One way to resolve this problem is to estimate an historical VaR over a particularly volatile historical period- known as a “stressed VaR” approach. So, instead of looking at the most recent historical period, we look at the worst-ever historical period. Basel II.5, in place currently, requires that a stressed historical VaR be estimated over a very volatile one-year period. If we choose Aug. 1, 2008 to July 29, 2009 as a stressed 250-day historical period and repeat the calculation, we would obtain a one-day stressed VaR estimate of $16.2 million. Scaling to 10 days, the stressed VaR estimate would be √ 10 (16.2) = $51.2 million, about twice the unstressed VaR estimate. Under Basel II.5, capital is estimated by adding three times the 10-day VaR to three times the stressed 10-day VaR calculation.
Problem 2: FRTB solution
The FRTB adopts the same solution as Basel II.5 by requiring that ES be calculated during a stressed period. Since ES is designed to be a stressed measure, the FRTB does not permit the scaling method to be used to calculate 10-day ES but rather requires that ES be calculated directly using 10-day returns. To illustrate how ES would be calculated under the FRTB requirements for 10-day returns using our sample portfolio, we will employ the 250-day stressed market period between Aug. 1, 2008 and July 29, 2009. Exhibit 2 shows that we can estimate Portfolio ES at the 97.5 percent level using 250 days of data by averaging the top five 10-day losses, shaded in yellow, yielding an ES of $51 million. Note that for this portfolio and dataset, the 97.5 percent 10-day ES of $51 million is the same as the 99 percent scaled 10-day stressed VaR estimate of $51 million. The scaling method is a very good approximation to using actual 10-day returns in this case.
Average of losses in yellow = Expected Shortfall = $51 million
Problem 3: All asset classes do not have the same 10-day liquidation period
Because the Basel II.5 VaR is calculated at a 10-day horizon, the VaR scaled to 10 days implicitly assumes that all assets can be liquidated over a 10-day period. The 10-day ES calculation of $51 million also assumes all assets have a liquidation period of 10 days. However, widely varying liquidity was observed for different asset classes during the financial crisis.
Problem 3: FRTB solution
The FRTB uses different liquidity assumptions for different asset classes, with a floor of 10 days. To illustrate the solution, Exhibit 3 below lists some of the different liquidity horizons for different asset classes specified in the FRTB. ES for assets that depend on large cap equities can be computed using the 10-day floor, but ES for assets that depend on small cap equities must calculated using a 20-day horizon. However, IG credit spreads require a 40-day horizon, four times the floor of 10 days.
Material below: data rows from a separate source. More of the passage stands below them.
use std::borrow::Cow;
use std::fmt;

#[cfg(feature = "serde")]
use serde_crate::{Deserialize, Serialize};

/// A single feature value of an instance
///
/// The set of variants is closed; algorithms dispatch on it with exhaustive matches.
#[cfg_attr(
    feature = "serde",
    derive(Serialize, Deserialize),
    serde(crate = "serde_crate")
)]
#[derive(Debug, Clone, PartialEq)]
pub enum Attribute {
    /// Real valued feature
    Continuous(f64),
    /// Unordered categorical feature
    Discrete(String),
    /// Categorical feature with a known cardinality, `index` is in `0..max_index`
    DiscreteIndexed {
        value: String,
        index: usize,
        max_index: usize,
    },
    /// Two-valued categorical feature
    Binary(bool),
}

impl Attribute {
    pub fn discrete_indexed(value: impl Into<String>, index: usize, max_index: usize) -> Self {
        Attribute::DiscreteIndexed {
            value: value.into(),
            index,
            max_index,
        }
    }

    pub fn is_continuous(&self) -> bool {
        matches!(self, Attribute::Continuous(_))
    }

    /// Returns the value of a continuous attribute, `None` for NaN which counts as missing
    pub fn continuous_value(&self) -> Option<f64> {
        match self {
            Attribute::Continuous(value) if !value.is_nan() => Some(*value),
            _ => None,
        }
    }

    /// Returns the categorical value, binary attributes are rendered as `true` and `false`
    pub fn discrete_value(&self) -> Option<Cow<'_, str>> {
        match self {
            Attribute::Continuous(_) => None,
            Attribute::Discrete(value) | Attribute::DiscreteIndexed { value, .. } => {
                Some(Cow::Borrowed(value))
            }
            Attribute::Binary(value) => Some(Cow::Owned(value.to_string())),
        }
    }

    /// Number of numeric dimensions this attribute contributes to an instance vector
    pub fn continuous_size(&self) -> usize {
        match self {
            Attribute::Continuous(_) | Attribute::Binary(_) => 1,
            Attribute::DiscreteIndexed { max_index, .. } => *max_index,
            Attribute::Discrete(_) => 0,
        }
    }

    /// Renders the attribute as a partial numeric vector of length `continuous_size()`
    ///
    /// Indexed attributes are one-hot encoded.
    pub fn continuous_values(&self) -> Vec<f64> {
        match self {
            Attribute::Continuous(value) => vec![*value],
            Attribute::Binary(value) => vec![if *value { 1.0 } else { 0.0 }],
            Attribute::DiscreteIndexed {
                index, max_index, ..
            } => (0..*max_index)
                .map(|i| if i == *index { 1.0 } else { 0.0 })
                .collect(),
            Attribute::Discrete(_) => Vec::new(),
        }
    }
}

impl fmt::Display for Attribute {
    fn fmt(&self, f: &mut fmt::Formatter) -> fmt::Result {
        match self {
            Attribute::Continuous(value) => write!(f, "{}", value),
            Attribute::Discrete(value) | Attribute::DiscreteIndexed { value, .. } => {
                write!(f, "{}", value)
            }
            Attribute::Binary(value) => write!(f, "{}", value),
        }
    }
}

impl From<f64> for Attribute {
    fn from(value: f64) -> Self {
        Attribute::Continuous(value)
    }
}

impl From<bool> for Attribute {
    fn from(value: bool) -> Self {
        Attribute::Binary(value)
    }
}

impl From<&str> for Attribute {
    fn from(value: &str) -> Self {
        Attribute::Discrete(value.to_string())
    }
}

impl From<String> for Attribute {
    fn from(value: String) -> Self {
        Attribute::Discrete(value)
    }
}

#[cfg(test)]
mod tests {
    use super::Attribute;

    #[test]
    fn continuous_sizes_per_variant() {
        assert_eq!(Attribute::Continuous(2.5).continuous_size(), 1);
        assert_eq!(Attribute::Binary(true).continuous_size(), 1);
        assert_eq!(Attribute::from("red").continuous_size(), 0);
        assert_eq!(
            Attribute::discrete_indexed("green", 1, 4).continuous_size(),
            4
        );
    }

    #[test]
    fn indexed_attribute_is_one_hot() {
        let attribute = Attribute::discrete_indexed("green", 1, 3);
        assert_eq!(attribute.continuous_values(), vec![0.0, 1.0, 0.0]);
        assert_eq!(attribute.discrete_value().as_deref(), Some("green"));
    }

    #[test]
    fn binary_renders_as_discrete_value() {
        assert_eq!(Attribute::Binary(false).continuous_values(), vec![0.0]);
        assert_eq!(Attribute::Binary(false).discrete_value().as_deref(), Some("false"));
        assert_eq!(Attribute::Continuous(1.0).discrete_value(), None);
    }

    #[test]
    fn nan_is_a_missing_continuous_value() {
        assert_eq!(Attribute::Continuous(f64::NAN).continuous_value(), None);
        assert_eq!(Attribute::Continuous(-0.5).continuous_value(), Some(-0.5));
        assert!(Attribute::Continuous(f64::NAN).is_continuous());
    }
}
The requirement to calculate ES at horizons greater than 10 days for different asset classes immediately presents a practical problem. With only 250 days of stressed data, it is not feasible to use 20-day, 40-day or 60-day returns, as the underlying data set is too small. Although the FRTB does not allow the scaling method to be used to calculate 10-day ES, it does allow the scaling method to be employed to estimate ES over periods longer than 10 days.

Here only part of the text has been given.